Section 16-11-102 (a) provides: "Accidents: Every utility shall use every effort to properly warn and protect the public from danger and shall exercise all possible care to reduce the hazard to which employees, customers and others may be subjected by reason of its equipment and facilities." In LaFleur v. Farmington River Power Co., 187 Conn. 339, 445 A.2d 924 (1982), our Supreme Court addressed a violation of § 16-11-102 (a) of the Regulations of Connecticut State Agencies. "This regulation has previously been interpreted by this court. In Citerella v. United Illuminating Co., 158 Conn. 600, 607-09, 266 A.2d 382 (1969), we concluded that a violation of the regulation would constitute negligence per se." Id., 341-42, n. 3. By alleging a violation of § 16-11-102 (a), count eight of the plaintiff's complaint sounds in negligence. CT Page 4447-bf
The plaintiff fails to allege any facts that the defendants' actions were immoral, unethical, unscrupulous or offensive to public policy.

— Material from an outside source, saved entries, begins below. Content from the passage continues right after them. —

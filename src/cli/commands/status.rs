//! Status command implementation.
//!
//! The `tesla status` command shows battery, climate, lock, and odometer
//! readings, optionally followed by the raw vehicle data as JSON.

use crate::cloud::{Vehicle, VehicleCloud, VehicleData};
use crate::config::Config;
use crate::error::Result;
use crate::temperature::celsius_to_fahrenheit;
use crate::ui::UserInterface;

use super::dispatcher::{Command, CommandResult};
use super::session;

/// The status command implementation.
pub struct StatusCommand {
    config: Config,
    json: bool,
}

impl StatusCommand {
    /// Create a new status command.
    pub fn new(config: &Config, json: bool) -> Self {
        Self {
            config: config.clone(),
            json,
        }
    }
}

impl Command for StatusCommand {
    fn execute(
        &self,
        cloud: &mut dyn VehicleCloud,
        ui: &mut dyn UserInterface,
    ) -> Result<CommandResult> {
        let mut vehicle = session::connect(&self.config, cloud, ui)?;

        if !vehicle.is_online() {
            ui.status("⏳ Waking vehicle...");
            session::ensure_online(cloud, ui, &mut vehicle)?;
        }

        let data = cloud.vehicle_data(&vehicle)?;
        for line in summary_lines(&vehicle, &data) {
            ui.message(&line);
        }

        if self.json {
            ui.message(&serde_json::to_string_pretty(data.raw())?);
        }

        Ok(CommandResult::success())
    }
}

/// Format a Celsius reading with its Fahrenheit equivalent.
///
/// The Celsius value keeps its decimal point (`21.0`, not `21`).
pub fn format_temperature(celsius: Option<f64>) -> String {
    match celsius {
        Some(c) => format!("{:?}°C ({:.0}°F)", c, celsius_to_fahrenheit(c)),
        None => "--°C (--°F)".to_string(),
    }
}

/// The human-readable status report.
pub fn summary_lines(vehicle: &Vehicle, data: &VehicleData) -> Vec<String> {
    let charge = &data.charge_state;
    let climate = &data.climate_state;
    let body = &data.vehicle_state;

    vec![
        format!("🚗 {}", vehicle.name()),
        format!("   State: {}", vehicle.state),
        format!(
            "   Battery: {}% ({:.0} mi)",
            charge.battery_level, charge.battery_range
        ),
        format!("   Charging: {}", charge.charging_state),
        format!("   Inside temp: {}", format_temperature(climate.inside_temp)),
        format!("   Outside temp: {}", format_temperature(climate.outside_temp)),
        format!("   Climate on: {}", climate.is_climate_on),
        format!("   Locked: {}", body.locked),
        format!("   Odometer: {:.0} mi", body.odometer),
    ]
}
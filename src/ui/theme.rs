//! Visual theme and styling.

use console::Style;

/// Terminal colour theme.
#[derive(Debug, Clone)]
pub struct Theme {
    /// Style for error lines (red bold).
    pub error: Style,
    /// Style for progress notes and secondary text.
    pub dim: Style,
    /// Style for URLs the user has to act on.
    pub link: Style,
}

impl Default for Theme {
    fn default() -> Self {
        Self::new()
    }
}

impl Theme {
    /// Create the coloured theme.
    pub fn new() -> Self {
        Self {
            error: Style::new().red().bold().for_stderr(),
            dim: Style::new().dim().for_stderr(),
            link: Style::new().cyan().underlined(),
        }
    }

    /// Create a theme without colors (for non-TTY or `NO_COLOR`).
    pub fn plain() -> Self {
        Self {
            error: Style::new(),
            dim: Style::new(),
            link: Style::new(),
        }
    }

    /// Format an error line: `❌ <msg>`.
    pub fn format_error(&self, msg: &str) -> String {
        format!("{}", self.error.apply_to(format!("❌ {}", msg)))
    }

    /// Format a progress note.
    pub fn format_status(&self, msg: &str) -> String {
        format!("{}", self.dim.apply_to(msg))
    }

    pub fn format_link(&self, url: &str) -> String {
        format!("{}", self.link.apply_to(url))
    }
}

/// Check if colors should be enabled.
pub fn should_use_colors() -> bool {
    // https://no-color.org/
    if std::env::var("NO_COLOR").is_ok() {
        return false;
    }

    console::Term::stderr().is_term()
}
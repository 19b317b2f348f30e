//! OAuth 2 authorization-code login with PKCE.
//!
//! The user signs in through a browser; the final redirect lands on a
//! page that does not exist, so the user pastes that URL back and the
//! authorization code is read from its query string.

use base64::engine::general_purpose::URL_SAFE_NO_PAD;
use base64::Engine;
use rand::RngCore;
use serde::Deserialize;
use sha2::{Digest, Sha256};
use url::Url;

use crate::error::{Result, TeslaError};

/// Public client id of the Owner API.
pub const CLIENT_ID: &str = "ownerapi";

/// Redirect target; the page 404s, the user copies its URL.
pub const REDIRECT_URI: &str = "https://auth.tesla.com/void/callback";

pub const SCOPE: &str = "openid email offline_access";

/// PKCE verifier/challenge pair plus the anti-forgery `state`.
#[derive(Debug, Clone)]
pub struct Pkce {
    pub verifier: String,
    pub challenge: String,
    pub state: String,
}

impl Pkce {
    /// Generate a fresh random verifier and state.
    pub fn generate() -> Self {
        let mut pkce = Self::from_verifier(&random_token(64));
        pkce.state = random_token(16);
        pkce
    }

    /// Derive the S256 challenge for a known verifier.
    pub fn from_verifier(verifier: &str) -> Self {
        let digest = Sha256::digest(verifier.as_bytes());
        Self {
            verifier: verifier.to_string(),
            challenge: URL_SAFE_NO_PAD.encode(digest),
            state: String::new(),
        }
    }
}

fn random_token(len: usize) -> String {
    let mut bytes = vec![0u8; len];
    rand::thread_rng().fill_bytes(&mut bytes);
    let mut token = URL_SAFE_NO_PAD.encode(bytes);
    token.truncate(len);
    token
}

/// Build the browser sign-in URL.
pub fn authorize_url(auth_base: &str, email: &str, pkce: &Pkce) -> Result<Url> {
    let mut url = endpoint(auth_base, "oauth2/v3/authorize")?;
    url.query_pairs_mut()
        .append_pair("client_id", CLIENT_ID)
        .append_pair("code_challenge", &pkce.challenge)
        .append_pair("code_challenge_method", "S256")
        .append_pair("redirect_uri", REDIRECT_URI)
        .append_pair("response_type", "code")
        .append_pair("scope", SCOPE)
        .append_pair("state", &pkce.state)
        .append_pair("login_hint", email);
    Ok(url)
}

/// Token endpoint URL.
pub fn token_url(auth_base: &str) -> Result<Url> {
    endpoint(auth_base, "oauth2/v3/token")
}

fn endpoint(base: &str, path: &str) -> Result<Url> {
    let base = if base.ends_with('/') {
        base.to_string()
    } else {
        format!("{}/", base)
    };
    Url::parse(&base)
        .and_then(|u| u.join(path))
        .map_err(|e| TeslaError::Auth {
            message: format!("bad auth server URL '{}': {}", base, e),
        })
}

/// Extract the authorization code from a pasted callback URL.
pub fn parse_callback(callback: &str, expected_state: &str) -> Result<String> {
    let url = Url::parse(callback.trim()).map_err(|e| TeslaError::InvalidCallback {
        message: e.to_string(),
    })?;

    let mut code = None;
    let mut state = None;
    let mut error = None;
    for (key, value) in url.query_pairs() {
        match key.as_ref() {
            "code" => code = Some(value.into_owned()),
            "state" => state = Some(value.into_owned()),
            "error" => error = Some(value.into_owned()),
            _ => {}
        }
    }

    if let Some(error) = error {
        return Err(TeslaError::Auth { message: error });
    }
    if state.as_deref() != Some(expected_state) {
        return Err(TeslaError::InvalidCallback {
            message: "state does not match the login request".to_string(),
        });
    }
    code.filter(|c| !c.is_empty())
        .ok_or_else(|| TeslaError::InvalidCallback {
            message: "no authorization code in URL".to_string(),
        })
}

/// Response of the token endpoint.
#[derive(Debug, Clone, Deserialize)]
pub struct TokenResponse {
    pub access_token: String,
    #[serde(default)]
    pub refresh_token: Option<String>,
    pub expires_in: i64,
}

#[cfg(test)]
mod tests {
    use super::*;

    #[test]
    fn challenge_matches_rfc7636_example() {
        let pkce = Pkce::from_verifier("dBjftJeZ4CVP-mB92K27uhbUJU1p1r_wW1gFWFOEjXk");
        assert_eq!(pkce.challenge, "E9Melhoa2OwvFrEMTJguCHaoeK1t8URWbuGJSstw-cM");
    }

    #[test]
    fn generated_values_are_url_safe_and_distinct() {
        let a = Pkce::generate();
        let b = Pkce::generate();
        assert_eq!(a.verifier.len(), 64);
        assert_eq!(a.state.len(), 16);
        assert_ne!(a.verifier, b.verifier);
        assert!(a
            .verifier
            .chars()
            .all(|c| c.is_ascii_alphanumeric() || c == '-' || c == '_'));
    }

    #[test]
    fn authorize_url_carries_pkce_and_login_hint() {
        let mut pkce = Pkce::from_verifier("verifier");
        pkce.state = "xyz".into();
        let url = authorize_url("https://auth.tesla.com", "me@example.com", &pkce).unwrap();

        assert_eq!(url.path(), "/oauth2/v3/authorize");
        let pairs: Vec<(String, String)> = url.query_pairs().into_owned().collect();
        assert!(pairs.contains(&("client_id".into(), "ownerapi".into())));
        assert!(pairs.contains(&("code_challenge".into(), pkce.challenge.clone())));
        assert!(pairs.contains(&("code_challenge_method".into(), "S256".into())));
        assert!(pairs.contains(&("state".into(), "xyz".into())));
        assert!(pairs.contains(&("login_hint".into(), "me@example.com".into())));
    }

    #[test]
    fn token_url_respects_base_path() {
        let url = token_url("http://127.0.0.1:4000").unwrap();
        assert_eq!(url.as_str(), "http://127.0.0.1:4000/oauth2/v3/token");
    }

    #[test]
    fn callback_yields_code() {
        let code = parse_callback(
            "https://auth.tesla.com/void/callback?code=abc123&state=xyz&issuer=x",
            "xyz",
        )
        .unwrap();
        assert_eq!(code, "abc123");
    }

    #[test]
    fn callback_with_wrong_state_is_rejected() {
        let err =
            parse_callback("https://auth.tesla.com/void/callback?code=abc&state=evil", "xyz")
                .unwrap_err();
        assert!(matches!(err, TeslaError::InvalidCallback { .. }));
    }

    #[test]
    fn callback_without_code_is_rejected() {
        let err = parse_callback("https://auth.tesla.com/void/callback?state=xyz", "xyz")
            .unwrap_err();
        assert!(err.to_string().contains("no authorization code"));
    }

    #[test]
    fn callback_with_error_is_auth_failure() {
        let err = parse_callback(
            "https://auth.tesla.com/void/callback?error=login_cancelled&state=xyz",
            "xyz",
        )
        .unwrap_err();
        assert!(matches!(err, TeslaError::Auth { .. }));
    }

    #[test]
    fn garbage_callback_is_rejected() {
        let err = parse_callback("not a url", "xyz").unwrap_err();
        assert!(matches!(err, TeslaError::InvalidCallback { .. }));
    }
}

The plaintiff alleges that "the foregoing acts and conduct of the Defendant Northeast and the Defendant CLP in not maintaining the premises in a safe condition in contravention of C.G.S § 47-7 (a)(3) [§ 47a-7 (a)(3)] constitutes unfair or deceptive acts or practices prohibited by C.G.S § 42-110b et. seq." (Complaint, count eight, ¶ 16.) The plaintiff is correct that a violation of § 47a-7 (a)(3) may constitute a CUTPA violation. See Mitchell v. Francis, Superior Court, judicial district of Hartford, Docket No. CV 00 0803216 (February 20, 2001, Wagner, J.T.R.). Section 47a-7 (a)(3), however, sets out a landlord's responsibilities to his tenants. Accordingly, § 47a-7 (a) (3) is not applicable to the defendants because they are not the plaintiff's landlords; therefore, they are not subject to the provisions of § 47a-7 (a)(3).
CONCLUSION
While the plaintiff has alleged that the defendants were engaged in the electrical service trade or commerce, the plaintiff has failed to allege any facts to support her assertion that the defendants' practices were immoral, unethical, unscrupulous or offensive to public policy or the plaintiff has not alleged sufficient facts to support a CUTPA action. For the above mentioned reasons, the defendants' motion to strike count eight of the complaint is granted.